Chapter 8


THE germ of Noyes's theory of victory over death will be found in that seed time of his career, the three weeks he spent in New York City in May 1834. He summarized the condusion to which he then came as follows:

If I pass through the form of dying, yet in fact I shall never die. But I am not a debtor to the Devil even in regard to the form of dying. "No man taketh my life from me. I wot not whether I shall choose life or death." But this I know, that if I live till the Kingdom of God fully comes, which I believe is coming, I shall never die in fact or in form.

His first published statement on victory over death is in this paragraph from The Witness, December 20, 1838:

The glorious hope which fills the foreground of the prospect of those who wait for the finishing of the mystery of God is presented in this passage of Isaiah: "God shall wipe away all tears from their eyes; and there shall be no more death, neither sorrow, nor crying, neither shall there be any more pain; for the former things are passed away."

From this time the Perfectionists at Putney had a growing interest in the subject of overcoming disease by faith.

In May 1840 Noyes visited his friend David Harrison at Meriden. He found that Harrison had been confined to the house for two weeks. His temperature and pulse were alarming, and he


was unable to turn himself in bed. He had "fallen into the hands of the doctor, who was dosing him with opium, cohosh and emetics." Noyes persuaded him to quit his medicines, and gave him instead "large doses of faith with moderate doses of brandy and wine," meanwhile watching with him day and night.
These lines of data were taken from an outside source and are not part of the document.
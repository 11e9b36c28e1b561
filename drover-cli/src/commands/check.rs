//! Show which agents a tenant's configuration would build

use anyhow::{Context, Result};
use clap::Args;
use comfy_table::{Cell, Color, ContentArrangement, Table, presets::UTF8_FULL_CONDENSED};
use drover_core::manager::check_enablement;
use drover_core::{AgentKind, ConfigProvider, Schedule, TomlConfigProvider};

use crate::config::ConfigLoader;

#[derive(Debug, Args)]
pub struct CheckArgs {
    /// Tenant to inspect
    pub tenant: String,
}

pub async fn run(args: CheckArgs) -> Result<()> {
    let config = ConfigLoader::load()?;
    let provider = TomlConfigProvider::new(&config.tenants.config_dir);

    let global = provider
        .load_global_config()
        .await
        .context("Failed to load global config")?;
    let user = provider
        .load_user_config(&args.tenant)
        .await
        .with_context(|| format!("Failed to load config for tenant {}", args.tenant))?;

    let mut table = Table::new();
    table.load_preset(UTF8_FULL_CONDENSED);
    table.set_content_arrangement(ContentArrangement::Dynamic);
    table.set_header(vec![
        Cell::new("Agent").fg(Color::Cyan),
        Cell::new("Id").fg(Color::Cyan),
        Cell::new("Status").fg(Color::Cyan),
    ]);

    for kind in AgentKind::BUILD_ORDER {
        let status = match check_enablement(kind, &user, &global) {
            Ok(settings) => Cell::new(format!(
                "enabled, {}",
                describe(settings.schedule(kind))
            ))
            .fg(Color::Green),
            Err(skip) => Cell::new(format!("skipped: {skip}")).fg(Color::Yellow),
        };
        table.add_row(vec![
            Cell::new(kind.as_str()),
            Cell::new(kind.agent_id(&args.tenant)),
            status,
        ]);
    }

    println!("{table}");
    Ok(())
}

fn describe(schedule: Schedule) -> String {
    match schedule {
        Schedule::Interval { minutes: 1 } => "every minute".to_string(),
        Schedule::Interval { minutes } => format!("every {minutes} minutes"),
        Schedule::Manual => "manual".to_string(),
    }
}
/*
[INPUT]:  Session state, command outcomes and wallet summary rows
[OUTPUT]: Styled terminal output
[POS]:    Presentation layer - session header, result panels, summary tables
[UPDATE]: When changing what the console prints
*/

use console::style;
use serde::Serialize;
use serde_json::Value;

use crate::commands::CommandOutcome;
use crate::session::SessionState;

const PANEL_WIDTH: usize = 80;

/// One balance row of the wallet summary
#[derive(Debug, Clone, PartialEq, Serialize)]
#[serde(rename_all = "camelCase")]
pub struct AccountRow {
    pub account_id: u32,
    pub asset_id: String,
    pub balance: String,
    pub available: String,
}

/// One key row of the wallet summary
#[derive(Debug, Clone, PartialEq, Eq, Serialize)]
#[serde(rename_all = "camelCase")]
pub struct KeyRow {
    pub key_id: String,
    pub status: String,
    pub backup: bool,
    pub algorithm: String,
}

/// Session header shown above the menu
pub fn session_header(env: &str, session: &SessionState) -> String {
    let line = format!("{}{}", style("==").yellow(), style("==").blue()).repeat(13);
    let wallet = if session.wallet_ready {
        format!(
            "✅\n Wallet ID: {}",
            session.active_wallet_id.as_deref().unwrap_or("___")
        )
    } else {
        "❌".to_string()
    };
    let device = if session.device_ready {
        format!(
            "✅\n Device ID: {}",
            session.active_device_id.as_deref().unwrap_or("___")
        )
    } else {
        "❌".to_string()
    };

    format!(
        "\n{line}\n{}{}\n{}\n{}\n{line}",
        " ".repeat(12),
        style(format!("Session details ({env})")).italic().on_blue(),
        style(format!("Init EW:   {wallet}")).bold().yellow(),
        style(format!("Init Core: {device}")).bold().yellow(),
    )
}

/// Render a command outcome as a success or failure panel
pub fn outcome_panel(outcome: &CommandOutcome) -> String {
    let line = "=".repeat(PANEL_WIDTH);
    let (title, body) = match outcome {
        CommandOutcome::Success(value) => ("Command executed successfully", pretty(value)),
        CommandOutcome::Failure(failure) => (
            "Command failed",
            pretty(&serde_json::json!({
                "name": failure.name,
                "message": failure.message,
            })),
        ),
    };
    let text = format!("\n{title}\n{line}\n{body}\n{line}\n");
    if outcome.is_success() {
        style(text).green().to_string()
    } else {
        style(text).red().to_string()
    }
}

pub fn print_outcome(outcome: &CommandOutcome) {
    println!("{}", outcome_panel(outcome));
}

pub fn notice(message: &str) {
    println!("{}", style(message).yellow());
}

pub fn info_line(message: &str) {
    println!("{}", style(message).cyan());
}

/// Print the account and key tables, accounts sorted by balance descending
pub fn print_wallet_summary(accounts: &mut [AccountRow], keys: &[KeyRow]) {
    sort_by_balance(accounts);

    println!("{}", style("📊 Account Data:").bold().cyan());
    let rows: Vec<Vec<String>> = accounts
        .iter()
        .map(|row| {
            vec![
                row.account_id.to_string(),
                row.asset_id.clone(),
                row.balance.clone(),
                row.available.clone(),
            ]
        })
        .collect();
    println!("{}", table(&["accountId", "assetId", "balance", "available"], &rows));

    println!("{}", style("🔑 Keys State:").bold().cyan());
    let rows: Vec<Vec<String>> = keys
        .iter()
        .map(|row| {
            vec![
                row.key_id.clone(),
                row.status.clone(),
                row.backup.to_string(),
                row.algorithm.clone(),
            ]
        })
        .collect();
    println!("{}", table(&["keyId", "status", "backup", "algorithm"], &rows));
}

pub fn sort_by_balance(accounts: &mut [AccountRow]) {
    accounts.sort_by(|a, b| balance_value(&b.balance).total_cmp(&balance_value(&a.balance)));
}

fn balance_value(balance: &str) -> f64 {
    balance.parse().unwrap_or(f64::MIN)
}

fn table(headers: &[&str], rows: &[Vec<String>]) -> String {
    let mut widths: Vec<usize> = headers.iter().map(|h| h.chars().count()).collect();
    for row in rows {
        for (width, cell) in widths.iter_mut().zip(row) {
            *width = (*width).max(cell.chars().count());
        }
    }

    let render = |cells: Vec<&str>| {
        let padded: Vec<String> = cells
            .iter()
            .zip(widths.iter().copied())
            .map(|(cell, width)| format!(" {cell:<width$} "))
            .collect();
        format!("│{}│", padded.join("│"))
    };

    let mut out = vec![render(headers.to_vec())];
    out.push(format!(
        "├{}┤",
        widths
            .iter()
            .map(|w| "─".repeat(w + 2))
            .collect::<Vec<_>>()
            .join("┼")
    ));
    for row in rows {
        out.push(render(row.iter().map(String::as_str).collect()));
    }
    out.join("\n")
}

fn pretty(value: &Value) -> String {
    serde_json::to_string_pretty(value).unwrap_or_else(|_| value.to_string())
}
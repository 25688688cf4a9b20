/*
[INPUT]:  Prompt text, choices and defaults from commands and the shell
[OUTPUT]: User answers (terminal or scripted)
[POS]:    Prompt layer - dialoguer terminal prompts behind a trait
[UPDATE]: When commands need a new kind of prompt
*/

use std::collections::VecDeque;
use std::io;

use dialoguer::theme::ColorfulTheme;
use dialoguer::{Confirm, Editor, Input, MultiSelect, Select};

use crate::error::{ConsoleError, Result};

/// Source of user answers
///
/// Every method blocks until the user answers. Dismissing a prompt
/// surfaces as [`ConsoleError::PromptCancelled`].
pub trait Prompter {
    /// Pick one of `items`, returning its index
    fn select(&mut self, prompt: &str, items: &[String], default: usize) -> Result<usize>;

    /// Pick any of `items`, returning their indices
    fn multi_select(&mut self, prompt: &str, items: &[String], defaults: &[bool]) -> Result<Vec<usize>>;

    /// Free text; an empty answer returns `default` when one is given
    fn input(&mut self, prompt: &str, default: Option<&str>) -> Result<String>;

    fn confirm(&mut self, prompt: &str, default: bool) -> Result<bool>;

    /// Open `initial` in an editor and return the saved text
    fn edit(&mut self, prompt: &str, initial: &str) -> Result<String>;
}

/// Interactive prompts on the controlling terminal
pub struct TerminalPrompter {
    theme: ColorfulTheme,
}

impl TerminalPrompter {
    pub fn new() -> Self {
        Self {
            theme: ColorfulTheme::default(),
        }
    }
}

impl Default for TerminalPrompter {
    fn default() -> Self {
        Self::new()
    }
}

fn prompt_error(err: dialoguer::Error) -> ConsoleError {
    match err {
        dialoguer::Error::IO(ref io_err) if io_err.kind() == io::ErrorKind::Interrupted => {
            ConsoleError::PromptCancelled
        }
        other => ConsoleError::Prompt(other),
    }
}

impl Prompter for TerminalPrompter {
    fn select(&mut self, prompt: &str, items: &[String], default: usize) -> Result<usize> {
        Select::with_theme(&self.theme)
            .with_prompt(prompt)
            .items(items)
            .default(default)
            .max_length(20)
            .interact_opt()
            .map_err(prompt_error)?
            .ok_or(ConsoleError::PromptCancelled)
    }

    fn multi_select(&mut self, prompt: &str, items: &[String], defaults: &[bool]) -> Result<Vec<usize>> {
        MultiSelect::with_theme(&self.theme)
            .with_prompt(prompt)
            .items(items)
            .defaults(defaults)
            .interact_opt()
            .map_err(prompt_error)?
            .ok_or(ConsoleError::PromptCancelled)
    }

    fn input(&mut self, prompt: &str, default: Option<&str>) -> Result<String> {
        let mut input = Input::<String>::with_theme(&self.theme)
            .with_prompt(prompt)
            .allow_empty(true);
        if let Some(default) = default {
            input = input.default(default.to_string());
        }
        input.interact_text().map_err(prompt_error)
    }

    fn confirm(&mut self, prompt: &str, default: bool) -> Result<bool> {
        Confirm::with_theme(&self.theme)
            .with_prompt(prompt)
            .default(default)
            .interact_opt()
            .map_err(prompt_error)?
            .ok_or(ConsoleError::PromptCancelled)
    }

    fn edit(&mut self, prompt: &str, initial: &str) -> Result<String> {
        println!("{prompt}");
        Editor::new()
            .extension(".json")
            .edit(initial)
            .map_err(|err| prompt_error(dialoguer::Error::from(err)))?
            .ok_or(ConsoleError::PromptCancelled)
    }
}

/// One scripted answer
#[derive(Debug, Clone, PartialEq)]
pub enum Answer {
    /// Select the item with this exact text
    Choose(String),
    /// Select the item at this index
    Index(usize),
    /// Pick these indices in a multi-select
    Picks(Vec<usize>),
    /// Type this text (or save this text from the editor)
    Text(String),
    Confirm(bool),
    /// Accept whatever default the prompt offers
    Default,
    /// Dismiss the prompt
    Cancel,
}

/// Prompter that replays a fixed list of answers, for tests
#[derive(Debug, Default)]
pub struct ScriptedPrompter {
    answers: VecDeque<Answer>,
    seen: Vec<String>,
}

impl ScriptedPrompter {
    pub fn new(answers: impl IntoIterator<Item = Answer>) -> Self {
        Self {
            answers: answers.into_iter().collect(),
            seen: Vec::new(),
        }
    }

    pub fn push(&mut self, answer: Answer) {
        self.answers.push_back(answer);
    }

    /// Prompt texts shown so far, in order
    pub fn prompts(&self) -> &[String] {
        &self.seen
    }

    /// Answers not consumed yet
    pub fn remaining(&self) -> usize {
        self.answers.len()
    }

    fn next(&mut self, prompt: &str) -> Result<Answer> {
        self.seen.push(prompt.to_string());
        match self.answers.pop_front() {
            Some(Answer::Cancel) | None => Err(ConsoleError::PromptCancelled),
            Some(answer) => Ok(answer),
        }
    }

    fn mismatch(prompt: &str, answer: &Answer) -> ConsoleError {
        ConsoleError::InvalidInput(format!("scripted answer {answer:?} does not fit prompt '{prompt}'"))
    }
}

impl Prompter for ScriptedPrompter {
    fn select(&mut self, prompt: &str, items: &[String], default: usize) -> Result<usize> {
        match self.next(prompt)? {
            Answer::Index(index) if index < items.len() => Ok(index),
            Answer::Choose(text) => items
                .iter()
                .position(|item| *item == text)
                .ok_or_else(|| ConsoleError::InvalidInput(format!("'{text}' is not offered by '{prompt}'"))),
            Answer::Default => Ok(default),
            other => Err(Self::mismatch(prompt, &other)),
        }
    }

    fn multi_select(&mut self, prompt: &str, _items: &[String], defaults: &[bool]) -> Result<Vec<usize>> {
        match self.next(prompt)? {
            Answer::Picks(picks) => Ok(picks),
            Answer::Default => Ok(defaults
                .iter()
                .enumerate()
                .filter(|(_, selected)| **selected)
                .map(|(index, _)| index)
                .collect()),
            other => Err(Self::mismatch(prompt, &other)),
        }
    }

    fn input(&mut self, prompt: &str, default: Option<&str>) -> Result<String> {
        match self.next(prompt)? {
            Answer::Text(text) if text.is_empty() => Ok(default.unwrap_or_default().to_string()),
            Answer::Text(text) => Ok(text),
            Answer::Default => Ok(default.unwrap_or_default().to_string()),
            other => Err(Self::mismatch(prompt, &other)),
        }
    }

    fn confirm(&mut self, prompt: &str, default: bool) -> Result<bool> {
        match self.next(prompt)? {
            Answer::Confirm(value) => Ok(value),
            Answer::Default => Ok(default),
            other => Err(Self::mismatch(prompt, &other)),
        }
    }

    fn edit(&mut self, prompt: &str, initial: &str) -> Result<String> {
        match self.next(prompt)? {
            Answer::Text(text) => Ok(text),
            Answer::Default => Ok(initial.to_string()),
            other => Err(Self::mismatch(prompt, &other)),
        }
    }
}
The fever left within twenty-four hours. On the fourth day Harrison took a ride in the morning, went fishing in the afternoon, and at the end of a week declared that his health was better than it had been for years.

But Noyes was always careful to put upon the patient the responsibility for adopting faith treatment. Advising John B. Lyvere in regard to the care of his wife, who was ill, he wrote in January 1841: "I would recommend to you the rule which I adopt in all cases, to call a physician or give medicine if the sick person wishes it. I think every one should be allowed to act in this matter according to the dictates of his own conscience and judgment."

While Noyes was absent on his mission to Massachusetts in September 1842 his colleague, John L. Skinner, published in The Witness an article containing this statement: "Although we admit the importance of obeying the physical laws, we believe that perfect and permanent health can be established only by gaining a pure and healthy spirit."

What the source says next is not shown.